Comparez avec ce que Roman Reigns construira à partir d'août 2020 avec le Universal Championship : plus de 1300 jours de règne, des adversaires variés, des matchs mémorables, une transformation de personnage radicale. C'est ça, un règne qui compte. Celui d'Orton ressemble davantage à un encombrement administratif du palmarès.
D'ailleurs, la WWE elle-même semble avoir vite tourné la page. McIntyre récupère la ceinture le 16 novembre et se retrouve immédiatement dans un match champion contre champion face à Roman Reigns à Survivor Series. L'histoire reprend son cours comme si rien ne s'était passé — ce qui, en soi, dit tout sur l'utilité réelle de ce règne.

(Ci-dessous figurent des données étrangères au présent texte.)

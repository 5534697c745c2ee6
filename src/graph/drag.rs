//! Pointer gestures on graph nodes.
//!
//! A drag pins the held node under the pointer and keeps the layout warm
//! until the node is released. Only one node is held at a time.

use super::simulation::ForceSimulation;
use egui::Pos2;
use tracing::trace;

#[derive(Debug, Default)]
pub struct DragController {
    active: Option<usize>,
}

impl DragController {
    pub fn new() -> Self {
        Self::default()
    }

    /// Index of the node currently held, if any
    pub fn active(&self) -> Option<usize> {
        self.active
    }

    /// Pick up `node` at `pointer`. A drag already in progress is released first.
    /// Returns false (and changes nothing) for an unknown node index.
    pub fn start(&mut self, sim: &mut ForceSimulation, node: usize, pointer: Pos2) -> bool {
        if node >= sim.graph().len() {
            return false;
        }
        if self.active.is_some() {
            self.end(sim);
        }

        sim.begin_interaction();
        sim.pin(node, pointer);
        self.active = Some(node);
        trace!(node, ?pointer, "drag started");
        true
    }

    /// Move the held node to `pointer`. No-op without an active drag.
    pub fn update(&mut self, sim: &mut ForceSimulation, pointer: Pos2) -> bool {
        let Some(node) = self.active else {
            return false;
        };
        sim.begin_interaction();
        sim.pin(node, pointer)
    }

    /// Release the held node. No-op without an active drag.
    pub fn end(&mut self, sim: &mut ForceSimulation) -> bool {
        let Some(node) = self.active.take() else {
            return false;
        };
        sim.unpin(node);
        sim.end_interaction();
        trace!(node, "drag ended");
        true
    }
}
//! Color and size constants for the fraud checker.
//!
//! Graph colors mirror the web dashboard the classifier ships with so the
//! two views read the same. All colors should be sourced from here.

use egui::{Color32, FontId};

/// Background colors for different layers
pub mod bg {
    use super::*;

    /// Main graph area background - darkest layer
    pub const GRAPH: Color32 = Color32::from_rgb(14, 17, 23);

    /// Panel backgrounds - slightly lighter than graph
    pub const PANEL: Color32 = Color32::from_rgb(20, 22, 28);

    /// Frame drawn around the 800x600 canvas
    pub const CANVAS_BORDER: Color32 = Color32::from_rgb(45, 48, 58);
}

/// Transaction graph styling
pub mod graph {
    use super::*;

    pub const NODE_FILL: Color32 = Color32::from_rgb(0x4c, 0xaf, 0x50);
    pub const NODE_STROKE: Color32 = Color32::from_rgb(0x1b, 0x5e, 0x20);
    pub const NODE_STROKE_WIDTH: f32 = 1.5;

    /// Held node outline
    pub const NODE_DRAGGED: Color32 = Color32::WHITE;

    pub const EDGE: Color32 = Color32::from_rgb(0x55, 0x55, 0x55);
    pub const EDGE_OPACITY: f32 = 0.6;
    pub const EDGE_WIDTH: f32 = 2.0;

    pub const NODE_LABEL: Color32 = Color32::from_rgb(0xcf, 0xd8, 0xdc);
    pub const NODE_LABEL_SIZE: f32 = 12.0;
    pub const EDGE_LABEL: Color32 = Color32::from_rgb(0x55, 0x55, 0x55);
    pub const EDGE_LABEL_SIZE: f32 = 10.0;

    /// Gap between a node's edge and its label
    pub const LABEL_GAP: f32 = 4.0;

    pub fn edge_color() -> Color32 {
        EDGE.gamma_multiply(EDGE_OPACITY)
    }
}

/// Text colors
pub mod text {
    use super::*;

    pub const PRIMARY: Color32 = Color32::from_rgb(230, 230, 235);
    pub const MUTED: Color32 = Color32::from_rgb(140, 140, 150);
    pub const ERROR: Color32 = Color32::from_rgb(239, 68, 68);
}

/// Font for text drawn on the canvas, scaled with the viewport zoom
pub fn canvas_font(size: f32, zoom: f32) -> FontId {
    FontId::proportional((size * zoom).max(1.0))
}
//! Ethereum wallet fraud checker
//!
//! Native desktop client for the wallet classification service: shows the
//! fraud probability and an interactive transaction graph.

mod api;
mod app;
mod graph;
mod settings;
mod theme;

use clap::Parser;
use eframe::egui;
use tracing_subscriber::EnvFilter;

#[derive(Debug, Parser)]
#[command(author, version, about)]
struct Args {
    /// Base URL of the classification API (overrides the saved setting)
    #[arg(long)]
    api_url: Option<String>,

    /// Classifier model to request (overrides the saved setting)
    #[arg(long)]
    model: Option<String>,
}

fn main() -> eframe::Result<()> {
    let args = Args::parse();

    // Initialize logging
    tracing_subscriber::fmt()
        .with_env_filter(EnvFilter::try_from_default_env().unwrap_or_else(|_| EnvFilter::new("info")))
        .init();

    let mut settings = settings::Settings::load();
    settings.apply_overrides(args.api_url, args.model);

    let options = eframe::NativeOptions {
        viewport: egui::ViewportBuilder::default()
            .with_inner_size([1100.0, 820.0])
            .with_title("Ethereum Fraud Checker"),
        persist_window: true,
        ..Default::default()
    };

    eframe::run_native(
        "Ethereum Fraud Checker",
        options,
        Box::new(move |cc| Ok(Box::new(app::FraudCheckerApp::new(cc, settings)))),
    )
}
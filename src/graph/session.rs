//! Ownership of the currently displayed graph.
//!
//! A [`GraphSession`] bundles one simulation with its drag state. The
//! [`Viewer`] replaces sessions wholesale and hands out generation-stamped
//! tick tickets, so a tick scheduled for a superseded graph can never write
//! positions into the scene.

use super::adapter::build_graph;
use super::drag::DragController;
use super::error::MalformedGraphError;
use super::scene::Scene;
use super::simulation::{ForceSimulation, SimulationConfig, SimulationPhase};
use super::types::GraphPayload;
use super::{CANVAS_CENTER, SPAWN_SIZE};
use egui::{Pos2, Rect, Vec2};
use rand::Rng;
use tracing::{debug, info};

/// Permission to run one tick for a specific generation
#[derive(Debug, Clone, Copy, PartialEq, Eq)]
pub struct TickTicket {
    generation: u64,
}

#[derive(Debug, Clone, Copy, PartialEq, Eq)]
pub enum TickOutcome {
    /// Positions advanced; more ticks wanted
    Ticked,
    /// Nothing left to do until the layout is perturbed
    Settled,
    /// Ticket belongs to a replaced or cleared graph; nothing was written
    Stale,
}

/// One displayed graph: its simulation plus pointer state
pub struct GraphSession {
    generation: u64,
    simulation: ForceSimulation,
    drag: DragController,
}

impl GraphSession {
    pub fn simulation(&self) -> &ForceSimulation {
        &self.simulation
    }
}

pub struct Viewer {
    session: Option<GraphSession>,
    scene: Scene,
    generation: u64,
    config: SimulationConfig,
    spawn_bounds: Rect,
}

impl Default for Viewer {
    fn default() -> Self {
        Self::new(SimulationConfig::default(), 10.0)
    }
}

impl Viewer {
    pub fn new(config: SimulationConfig, node_radius: f32) -> Self {
        Self {
            session: None,
            scene: Scene::new(node_radius),
            generation: 0,
            config,
            spawn_bounds: Rect::from_center_size(CANVAS_CENTER, SPAWN_SIZE),
        }
    }

    /// Replace whatever is displayed with `payload`.
    ///
    /// The previous session and its scene elements are torn down first, so a
    /// malformed payload leaves an empty canvas rather than stale content.
    pub fn show<R: Rng + ?Sized>(
        &mut self,
        payload: &GraphPayload,
        rng: &mut R,
    ) -> Result<(), MalformedGraphError> {
        self.clear();

        let graph = build_graph(payload, self.spawn_bounds, rng)?;
        info!(
            generation = self.generation,
            nodes = graph.len(),
            edges = graph.edges().len(),
            "displaying graph"
        );

        self.scene.rebuild(&graph);
        self.session = Some(GraphSession {
            generation: self.generation,
            simulation: ForceSimulation::new(graph, self.config.clone()),
            drag: DragController::new(),
        });
        Ok(())
    }

    /// Drop the current session and empty the canvas
    pub fn clear(&mut self) {
        self.generation += 1;
        if let Some(old) = self.session.take() {
            debug!(generation = old.generation, "session discarded");
        }
        self.scene.clear();
    }

    /// Ticket for the next tick, or None when there is nothing to simulate
    pub fn schedule_tick(&self) -> Option<TickTicket> {
        self.session
            .as_ref()
            .filter(|s| !s.simulation.is_settled())
            .map(|s| TickTicket {
                generation: s.generation,
            })
    }

    pub fn run_tick(&mut self, ticket: TickTicket) -> TickOutcome {
        if ticket.generation != self.generation {
            return TickOutcome::Stale;
        }
        let Some(session) = self.session.as_mut() else {
            return TickOutcome::Stale;
        };

        let ticked = session.simulation.tick(&mut self.scene);
        if ticked && !session.simulation.is_settled() {
            TickOutcome::Ticked
        } else {
            TickOutcome::Settled
        }
    }

    /// Advance by at most one tick. Returns true while more frames are needed.
    pub fn frame(&mut self) -> bool {
        match self.schedule_tick() {
            Some(ticket) => self.run_tick(ticket) == TickOutcome::Ticked,
            None => false,
        }
    }

    pub fn needs_tick(&self) -> bool {
        self.schedule_tick().is_some()
    }

    pub fn scene(&self) -> &Scene {
        &self.scene
    }

    pub fn session(&self) -> Option<&GraphSession> {
        self.session.as_ref()
    }

    pub fn phase(&self) -> Option<SimulationPhase> {
        self.session.as_ref().map(|s| s.simulation.phase())
    }

    pub fn has_graph(&self) -> bool {
        self.session.is_some()
    }

    /// Apply new physics parameters to the live layout and future graphs
    pub fn set_config(&mut self, config: SimulationConfig) {
        if config == self.config {
            return;
        }
        if let Some(session) = self.session.as_mut() {
            session.simulation.set_config(config.clone());
        }
        self.config = config;
    }

    pub fn reheat(&mut self) {
        if let Some(session) = self.session.as_mut() {
            session.simulation.reheat(1.0);
        }
    }

    pub fn set_node_radius(&mut self, radius: f32) {
        self.scene.set_node_radius(radius);
    }

    /// Node under `pos` (graph space)
    pub fn node_at(&self, pos: Pos2, slop: f32) -> Option<usize> {
        self.scene.node_at(pos, slop)
    }

    /// Node under a press at `pos`, with the offset from the press to the
    /// node center. Adding the offset to later pointer positions keeps the
    /// node from jumping to the pointer when it is picked up off-center.
    pub fn grab(&self, pos: Pos2, slop: f32) -> Option<(usize, Vec2)> {
        let node = self.node_at(pos, slop)?;
        let center = self.scene.markers().get(node)?.center;
        Some((node, center - pos))
    }

    pub fn dragged_node(&self) -> Option<usize> {
        self.session.as_ref().and_then(|s| s.drag.active())
    }

    pub fn drag_start(&mut self, node: usize, pointer: Pos2) -> bool {
        match self.session.as_mut() {
            Some(s) => s.drag.start(&mut s.simulation, node, pointer),
            None => false,
        }
    }

    pub fn drag_to(&mut self, pointer: Pos2) -> bool {
        match self.session.as_mut() {
            Some(s) => s.drag.update(&mut s.simulation, pointer),
            None => false,
        }
    }

    pub fn drag_end(&mut self) -> bool {
        match self.session.as_mut() {
            Some(s) => s.drag.end(&mut s.simulation),
            None => false,
        }
    }
}
//! HTTP client for the wallet classification API.

use crate::graph::types::ClassificationResult;
use anyhow::{bail, Context, Result};
use reqwest::blocking::Client;
use serde::Serialize;
use tracing::{debug, info};

pub const DEFAULT_API_BASE: &str = "http://127.0.0.1:8000";
pub const DEFAULT_MODEL: &str = "first_Graph2Vec_RF.joblib";

const CLASSIFY_PATH: &str = "/api/py/classify";

#[derive(Debug, Serialize)]
struct ClassifyRequest<'a> {
    wallet_address: &'a str,
    model_name: &'a str,
}

#[derive(Debug, Clone)]
pub struct ApiClient {
    client: Client,
    base_url: String,
}

impl ApiClient {
    pub fn new(base_url: impl Into<String>) -> Self {
        let base_url = base_url.into().trim_end_matches('/').to_string();
        Self {
            client: Client::new(),
            base_url,
        }
    }

    pub fn classify_url(&self) -> String {
        format!("{}{}", self.base_url, CLASSIFY_PATH)
    }

    /// Ask the classifier for a wallet's fraud probability and transaction graph
    pub fn classify(&self, wallet_address: &str, model_name: &str) -> Result<ClassificationResult> {
        let url = self.classify_url();
        info!(%url, wallet_address, model_name, "classifying wallet");

        let resp = self
            .client
            .post(&url)
            .json(&ClassifyRequest {
                wallet_address,
                model_name,
            })
            .send()
            .with_context(|| format!("request to {url} failed"))?;

        let status = resp.status();
        if !status.is_success() {
            bail!("classifier returned status {status}");
        }

        let body = resp.text().context("failed to read classifier response")?;
        debug!(bytes = body.len(), "classifier responded");
        parse_classification(&body)
    }
}

impl Default for ApiClient {
    fn default() -> Self {
        Self::new(DEFAULT_API_BASE)
    }
}

/// Decode a classify response body
pub fn parse_classification(body: &str) -> Result<ClassificationResult> {
    serde_json::from_str(body).context("invalid classification response")
}

#[cfg(test)]
mod tests {
    use super::*;

    #[test]
    fn parses_full_response() {
        let body = r#"{
            "fraud_probability": 0.5,
            "graph": {
                "nodes": [{"id": "0xa", "label": "0xa"}],
                "edges": [{"source": "0xa", "target": "0xa", "value": 1.25, "timestamp": "1700000000"}]
            }
        }"#;
        let result = parse_classification(body).unwrap();
        assert_eq!(result.probability_label(), "50.00%");
        assert_eq!(result.graph.edges[0].timestamp, "1700000000");
    }

    #[test]
    fn missing_graph_lists_default_to_empty() {
        let result = parse_classification(r#"{"fraud_probability": 0.1, "graph": {}}"#).unwrap();
        assert!(result.graph.nodes.is_empty());
        assert!(result.graph.edges.is_empty());
    }

    #[test]
    fn undecodable_body_is_an_error() {
        assert!(parse_classification("<html>502</html>").is_err());
        assert!(parse_classification(r#"{"graph": {"nodes": []}}"#).is_err());
    }

    #[test]
    fn base_url_trailing_slash_is_trimmed() {
        let client = ApiClient::new("http://localhost:9000/");
        assert_eq!(client.classify_url(), "http://localhost:9000/api/py/classify");
    }

    #[test]
    fn request_body_uses_api_field_names() {
        let json = serde_json::to_value(ClassifyRequest {
            wallet_address: "0xabc",
            model_name: DEFAULT_MODEL,
        })
        .unwrap();
        assert_eq!(json["wallet_address"], "0xabc");
        assert_eq!(json["model_name"], "first_Graph2Vec_RF.joblib");
    }
}
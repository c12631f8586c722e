//! Radix-tree request router and the per-request dispatch pipeline.
//!
//! One tree per HTTP method, O(path-length) lookup via [`matchit`]. Beyond
//! the bare lookup, the router owns the request pipeline:
//! layered [`Middleware`] hooks run first and may short-circuit (that is
//! where trailing-slash redirects come from), then the matched handler runs,
//! then 404.
//!
//! [`Router::dispatch`] is public so tests can inject requests without a
//! socket; the live server funnels every connection through the same method.

use std::collections::HashMap;
use std::sync::Arc;

use bytes::Bytes;
use http::{HeaderMap, Method, StatusCode};
use matchit::Router as MatchitRouter;

use crate::handler::{BoxedHandler, Handler};
use crate::middleware::Middleware;
use crate::pattern::RoutePattern;
use crate::request::Request;
use crate::response::Response;

/// The application router.
///
/// Build it once at startup; register routes first, snapshot
/// [`patterns`](Router::patterns) for any middleware that wants the route
/// table, then [`layer`](Router::layer) the middleware on. Each call returns
/// `self` so registrations chain naturally.
pub struct Router {
    routes: HashMap<Method, MatchitRouter<BoxedHandler>>,
    patterns: Vec<RoutePattern>,
    middleware: Vec<Arc<dyn Middleware>>,
}

impl Router {
    pub fn new() -> Self {
        Self {
            routes: HashMap::new(),
            patterns: Vec::new(),
            middleware: Vec::new(),
        }
    }

    /// Register a handler for a method + path pair. Returns `self` for chaining.
    ///
    /// Path parameters use `{name}` syntax; `req.param("name")` retrieves
    /// them. `/users/{id}` and `/users/{id}/` are distinct routes.
    ///
    /// # Panics
    ///
    /// Panics on a malformed or conflicting path, at startup, before the
    /// server accepts anything.
    pub fn on(mut self, method: Method, path: &str, handler: impl Handler) -> Self {
        let pattern = RoutePattern::parse(method.clone(), path)
            .unwrap_or_else(|e| panic!("invalid route `{path}`: {e}"));
        self.routes
            .entry(method)
            .or_default()
            .insert(path, handler.into_boxed_handler())
            .unwrap_or_else(|e| panic!("invalid route `{path}`: {e}"));
        self.patterns.push(pattern);
        self
    }

    /// Attach a pre-routing middleware hook. Hooks run in layering order.
    pub fn layer(mut self, middleware: impl Middleware) -> Self {
        self.middleware.push(Arc::new(middleware));
        self
    }

    /// The registered route patterns, in registration order.
    ///
    /// Middleware that needs a route-table snapshot clones this; the router
    /// keeps no reference back, so later registrations do not leak into an
    /// already-taken snapshot.
    pub fn patterns(&self) -> &[RoutePattern] {
        &self.patterns
    }

    /// Runs one request through the full pipeline: middleware, then routing,
    /// then the handler (or 404).
    ///
    /// `target` is the request target as it appears on the wire: a path,
    /// optionally followed by `?` and a raw query string.
    pub async fn dispatch(
        &self,
        method: Method,
        target: &str,
        headers: HeaderMap,
        body: Bytes,
    ) -> Response {
        // A bare `?` with nothing after it is an empty query string; treat
        // it as absent so redirect Locations never end in a dangling `?`.
        let (path, query) = match target.split_once('?') {
            Some((path, query)) if !query.is_empty() => (path, Some(query)),
            Some((path, _)) => (path, None),
            None => (target, None),
        };

        for hook in &self.middleware {
            if let Some(response) = hook.before_route(&method, path, query) {
                return response;
            }
        }

        match self.lookup(&method, path) {
            Some((handler, params)) => {
                let request = Request::new(
                    method,
                    path.to_owned(),
                    query.map(str::to_owned),
                    headers,
                    body,
                    params,
                );
                handler.call(request).await
            }
            None => Response::status(StatusCode::NOT_FOUND),
        }
    }

    fn lookup(&self, method: &Method, path: &str) -> Option<(BoxedHandler, HashMap<String, String>)> {
        self.lookup_in(method, path).or_else(|| {
            // HEAD is served by GET handlers when no HEAD route exists.
            if *method == Method::HEAD {
                self.lookup_in(&Method::GET, path)
            } else {
                None
            }
        })
    }

    fn lookup_in(&self, method: &Method, path: &str) -> Option<(BoxedHandler, HashMap<String, String>)> {
        let tree = self.routes.get(method)?;
        let matched = tree.at(path).ok()?;
        let handler = Arc::clone(matched.value);
        let params = matched
            .params
            .iter()
            .map(|(k, v)| (k.to_owned(), v.to_owned()))
            .collect();
        Some((handler, params))
    }
}

impl Default for Router {
    fn default() -> Self {
        Self::new()
    }
}

#[cfg(test)]
mod tests {
    use super::*;

    async fn hello(_req: Request) -> Response {
        Response::text("hello")
    }

    async fn echo_param(req: Request) -> Response {
        Response::text(req.param("id").unwrap_or("none").to_owned())
    }

    async fn inject(router: &Router, method: Method, target: &str) -> Response {
        router.dispatch(method, target, HeaderMap::new(), Bytes::new()).await
    }

    #[tokio::test]
    async fn dispatch_routes_and_extracts_params() {
        let app = Router::new().on(Method::GET, "/users/{id}", echo_param);
        let resp = inject(&app, Method::GET, "/users/42").await;
        assert_eq!(resp.status_code(), StatusCode::OK);
        assert_eq!(resp.body(), b"42");
    }

    #[tokio::test]
    async fn dispatch_404s_unmatched_paths_and_methods() {
        let app = Router::new().on(Method::GET, "/x", hello);
        assert_eq!(inject(&app, Method::GET, "/y").await.status_code(), StatusCode::NOT_FOUND);
        assert_eq!(inject(&app, Method::POST, "/x").await.status_code(), StatusCode::NOT_FOUND);
    }

    #[tokio::test]
    async fn head_falls_back_to_get_routes() {
        let app = Router::new().on(Method::GET, "/x", hello);
        assert_eq!(inject(&app, Method::HEAD, "/x").await.status_code(), StatusCode::OK);
    }

    #[tokio::test]
    async fn lookup_is_slash_sensitive() {
        let app = Router::new().on(Method::GET, "/x/", hello);
        assert_eq!(inject(&app, Method::GET, "/x/").await.status_code(), StatusCode::OK);
        assert_eq!(inject(&app, Method::GET, "/x").await.status_code(), StatusCode::NOT_FOUND);
    }

    #[tokio::test]
    async fn bare_query_separator_yields_no_query() {
        let app = Router::new().on(Method::GET, "/q", |req: Request| async move {
            Response::text(req.query().unwrap_or("none").to_owned())
        });
        assert_eq!(inject(&app, Method::GET, "/q?").await.body(), b"none");
        assert_eq!(inject(&app, Method::GET, "/q?a=1").await.body(), b"a=1");
    }

    #[tokio::test]
    async fn middleware_short_circuits_before_routing() {
        struct Deny;
        impl Middleware for Deny {
            fn before_route(&self, _: &Method, _: &str, _: Option<&str>) -> Option<Response> {
                Some(Response::status(StatusCode::FORBIDDEN))
            }
        }
        let app = Router::new().on(Method::GET, "/x", hello).layer(Deny);
        assert_eq!(inject(&app, Method::GET, "/x").await.status_code(), StatusCode::FORBIDDEN);
    }

    #[test]
    fn patterns_record_registration_order() {
        let app = Router::new()
            .on(Method::GET, "/a", hello)
            .on(Method::POST, "/b/{id}/", hello);
        let paths: Vec<_> = app.patterns().iter().map(|p| p.path()).collect();
        assert_eq!(paths, ["/a", "/b/{id}/"]);
    }
}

Ce que ce règne nous apprend sur la gestion des titres WWE aujourd'hui
La décennie 2020 ne démarre pas sous les meilleurs auspices pour la politique des titres WWE. Ce règne-éclair d'Orton illustre un problème récurrent : fragmenter un règne pour créer une fausse tension, sans jamais vraiment résoudre quoi que ce soit scénaristiquement.
McIntyre avait tout pour porter le titre sur une longue période. Son règne de 2020 reste historiquement fort malgré tout — il est le premier Écossais à remporter le WWE Championship. Mais la parenthèse Orton l'a dilué inutilement. Deux mois sans interruption valent mieux que trois mois coupés en deux morceaux sans logique.
Ce genre de décision éditoriale a des conséquences concrètes sur la perception des titres. Quand une ceinture change de mains toutes les semaines, elle perd de sa valeur symbolique. Le public décroche. La surprise laisse place à l'indifférence. Et c'est exactement ce qui s'est produit avec ce règne en particulier.
Pour les années qui suivent — 2021, 2022, 2023 et au-delà — la WWE tirera-t-elle les leçons de ces erreurs ? Partiellement. Les règnes de Reigns, de Cody Rhodes ou de Gunther montreront qu'il est possible de construire une dynamique de titre cohérente sur le long terme. Ce sont ces exemples-là qui méritent d'être étudiés et pris pour modèle dans tout classement sérieux des règnes de la décennie.